* [WHAT YOU NEED TO DO] A line below contains "filename core/src/drafts.rs", and a later one contains "fs::create_dir_all(&self.dir)?;". Repeat both, with every line between them, exactly.

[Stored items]
##########

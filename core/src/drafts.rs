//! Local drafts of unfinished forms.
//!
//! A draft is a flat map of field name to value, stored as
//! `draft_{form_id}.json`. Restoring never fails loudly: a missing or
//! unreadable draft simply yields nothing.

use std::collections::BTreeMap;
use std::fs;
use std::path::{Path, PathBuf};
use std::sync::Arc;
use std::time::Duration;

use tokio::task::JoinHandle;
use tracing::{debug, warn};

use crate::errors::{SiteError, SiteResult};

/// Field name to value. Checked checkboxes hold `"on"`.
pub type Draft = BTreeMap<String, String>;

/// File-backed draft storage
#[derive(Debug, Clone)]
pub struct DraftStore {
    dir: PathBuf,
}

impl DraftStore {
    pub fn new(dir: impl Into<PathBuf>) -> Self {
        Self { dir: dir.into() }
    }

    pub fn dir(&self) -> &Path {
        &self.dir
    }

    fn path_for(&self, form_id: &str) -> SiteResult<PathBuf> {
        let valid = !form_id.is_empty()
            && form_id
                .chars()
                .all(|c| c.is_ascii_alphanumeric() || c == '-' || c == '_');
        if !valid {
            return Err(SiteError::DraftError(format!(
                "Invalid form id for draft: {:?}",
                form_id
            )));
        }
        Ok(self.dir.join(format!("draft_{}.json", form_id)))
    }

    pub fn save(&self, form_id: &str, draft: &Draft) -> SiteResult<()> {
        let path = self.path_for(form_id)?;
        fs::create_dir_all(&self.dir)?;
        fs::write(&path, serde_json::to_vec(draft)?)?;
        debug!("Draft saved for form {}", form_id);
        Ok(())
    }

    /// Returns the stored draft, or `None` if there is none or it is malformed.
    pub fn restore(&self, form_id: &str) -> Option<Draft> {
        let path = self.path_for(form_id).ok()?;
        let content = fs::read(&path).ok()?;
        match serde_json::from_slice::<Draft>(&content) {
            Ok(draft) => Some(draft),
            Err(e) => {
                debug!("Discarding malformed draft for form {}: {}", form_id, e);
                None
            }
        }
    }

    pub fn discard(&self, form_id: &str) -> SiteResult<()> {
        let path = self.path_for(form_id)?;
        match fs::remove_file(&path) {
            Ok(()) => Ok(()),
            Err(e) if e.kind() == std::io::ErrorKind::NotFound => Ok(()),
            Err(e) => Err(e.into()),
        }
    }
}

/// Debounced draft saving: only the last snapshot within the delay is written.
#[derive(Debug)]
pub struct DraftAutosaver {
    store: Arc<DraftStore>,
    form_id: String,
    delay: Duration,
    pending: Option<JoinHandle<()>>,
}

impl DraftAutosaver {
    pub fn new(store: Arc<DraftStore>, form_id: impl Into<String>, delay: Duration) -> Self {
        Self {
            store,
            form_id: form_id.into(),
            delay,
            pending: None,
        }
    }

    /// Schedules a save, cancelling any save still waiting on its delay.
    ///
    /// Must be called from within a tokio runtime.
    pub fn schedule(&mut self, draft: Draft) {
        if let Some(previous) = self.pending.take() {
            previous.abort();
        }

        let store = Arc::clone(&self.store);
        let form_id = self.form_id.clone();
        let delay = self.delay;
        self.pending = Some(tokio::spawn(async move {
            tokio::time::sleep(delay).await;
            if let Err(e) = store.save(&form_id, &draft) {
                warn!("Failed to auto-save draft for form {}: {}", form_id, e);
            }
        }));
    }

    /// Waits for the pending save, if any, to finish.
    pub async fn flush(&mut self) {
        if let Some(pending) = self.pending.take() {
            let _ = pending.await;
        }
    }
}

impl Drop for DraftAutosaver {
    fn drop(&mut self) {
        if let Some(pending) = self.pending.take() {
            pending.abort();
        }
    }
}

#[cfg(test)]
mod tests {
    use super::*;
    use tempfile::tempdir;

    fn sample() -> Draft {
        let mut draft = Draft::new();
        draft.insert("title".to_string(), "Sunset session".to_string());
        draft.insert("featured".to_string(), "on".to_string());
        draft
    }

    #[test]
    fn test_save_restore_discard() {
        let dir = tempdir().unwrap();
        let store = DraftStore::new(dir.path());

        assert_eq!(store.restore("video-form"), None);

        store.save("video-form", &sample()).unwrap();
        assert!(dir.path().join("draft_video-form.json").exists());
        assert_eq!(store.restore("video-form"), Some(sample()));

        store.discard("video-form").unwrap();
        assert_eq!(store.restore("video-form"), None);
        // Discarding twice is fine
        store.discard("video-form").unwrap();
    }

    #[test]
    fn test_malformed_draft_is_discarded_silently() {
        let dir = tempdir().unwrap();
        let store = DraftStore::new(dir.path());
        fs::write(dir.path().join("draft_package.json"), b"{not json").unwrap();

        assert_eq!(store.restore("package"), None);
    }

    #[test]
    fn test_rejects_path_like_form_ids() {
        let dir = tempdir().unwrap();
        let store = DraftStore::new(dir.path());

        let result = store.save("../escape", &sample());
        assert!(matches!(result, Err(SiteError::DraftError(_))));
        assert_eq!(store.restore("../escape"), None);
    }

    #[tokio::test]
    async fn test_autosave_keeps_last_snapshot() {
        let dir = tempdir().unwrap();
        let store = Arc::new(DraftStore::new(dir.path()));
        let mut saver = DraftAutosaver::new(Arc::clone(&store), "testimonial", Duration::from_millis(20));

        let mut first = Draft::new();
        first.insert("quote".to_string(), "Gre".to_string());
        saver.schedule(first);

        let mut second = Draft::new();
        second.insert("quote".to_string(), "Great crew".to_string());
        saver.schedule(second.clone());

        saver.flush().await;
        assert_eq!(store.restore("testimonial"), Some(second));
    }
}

##########

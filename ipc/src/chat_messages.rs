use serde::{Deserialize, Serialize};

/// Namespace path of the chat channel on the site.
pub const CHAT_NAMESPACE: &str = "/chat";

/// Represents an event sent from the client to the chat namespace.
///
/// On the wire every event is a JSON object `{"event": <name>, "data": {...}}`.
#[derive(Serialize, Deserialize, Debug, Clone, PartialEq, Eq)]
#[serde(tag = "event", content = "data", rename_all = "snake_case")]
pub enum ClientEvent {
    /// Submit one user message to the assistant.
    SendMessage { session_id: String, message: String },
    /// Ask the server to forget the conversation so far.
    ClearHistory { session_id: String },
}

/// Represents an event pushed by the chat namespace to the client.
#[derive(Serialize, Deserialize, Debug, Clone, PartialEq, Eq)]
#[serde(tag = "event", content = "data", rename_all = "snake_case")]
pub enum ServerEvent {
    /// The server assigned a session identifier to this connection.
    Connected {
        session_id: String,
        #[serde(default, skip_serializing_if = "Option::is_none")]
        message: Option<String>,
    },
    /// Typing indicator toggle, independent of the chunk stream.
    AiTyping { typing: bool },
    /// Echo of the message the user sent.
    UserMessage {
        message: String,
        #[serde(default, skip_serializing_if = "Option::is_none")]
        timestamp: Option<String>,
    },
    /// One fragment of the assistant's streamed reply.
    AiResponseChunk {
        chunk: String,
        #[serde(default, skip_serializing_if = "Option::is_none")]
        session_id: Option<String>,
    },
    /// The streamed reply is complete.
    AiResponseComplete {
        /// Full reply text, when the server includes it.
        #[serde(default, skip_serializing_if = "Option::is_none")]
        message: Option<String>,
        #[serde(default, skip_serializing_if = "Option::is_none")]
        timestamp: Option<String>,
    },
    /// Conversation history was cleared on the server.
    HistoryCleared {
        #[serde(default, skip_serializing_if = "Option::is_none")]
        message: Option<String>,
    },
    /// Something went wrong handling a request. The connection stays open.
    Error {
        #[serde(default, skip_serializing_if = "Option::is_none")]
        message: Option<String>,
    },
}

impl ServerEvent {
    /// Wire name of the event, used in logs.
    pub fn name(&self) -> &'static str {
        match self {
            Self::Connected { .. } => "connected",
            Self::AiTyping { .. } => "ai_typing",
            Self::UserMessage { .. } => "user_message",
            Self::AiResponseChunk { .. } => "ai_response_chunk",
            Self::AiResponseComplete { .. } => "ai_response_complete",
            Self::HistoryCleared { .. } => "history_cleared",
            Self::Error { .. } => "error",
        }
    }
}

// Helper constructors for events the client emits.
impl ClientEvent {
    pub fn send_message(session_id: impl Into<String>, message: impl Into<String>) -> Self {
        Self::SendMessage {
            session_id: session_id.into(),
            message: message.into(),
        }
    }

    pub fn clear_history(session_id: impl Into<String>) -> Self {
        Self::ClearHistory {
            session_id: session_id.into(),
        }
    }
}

##########

* [RESULT]
filename core/src/drafts.rs
//! Local drafts of unfinished forms.
//!
//! A draft is a flat map of field name to value, stored as
//! `draft_{form_id}.json`. Restoring never fails loudly: a missing or
//! unreadable draft simply yields nothing.

use std::collections::BTreeMap;
use std::fs;
use std::path::{Path, PathBuf};
use std::sync::Arc;
use std::time::Duration;

use tokio::task::JoinHandle;
use tracing::{debug, warn};

use crate::errors::{SiteError, SiteResult};

/// Field name to value. Checked checkboxes hold `"on"`.
pub type Draft = BTreeMap<String, String>;

/// File-backed draft storage
#[derive(Debug, Clone)]
pub struct DraftStore {
    dir: PathBuf,
}

impl DraftStore {
    pub fn new(dir: impl Into<PathBuf>) -> Self {
        Self { dir: dir.into() }
    }

    pub fn dir(&self) -> &Path {
        &self.dir
    }

    fn path_for(&self, form_id: &str) -> SiteResult<PathBuf> {
        let valid = !form_id.is_empty()
            && form_id
                .chars()
                .all(|c| c.is_ascii_alphanumeric() || c == '-' || c == '_');
        if !valid {
            return Err(SiteError::DraftError(format!(
                "Invalid form id for draft: {:?}",
                form_id
            )));
        }
        Ok(self.dir.join(format!("draft_{}.json", form_id)))
    }

    pub fn save(&self, form_id: &str, draft: &Draft) -> SiteResult<()> {
        let path = self.path_for(form_id)?;
        fs::create_dir_all(&self.dir)?;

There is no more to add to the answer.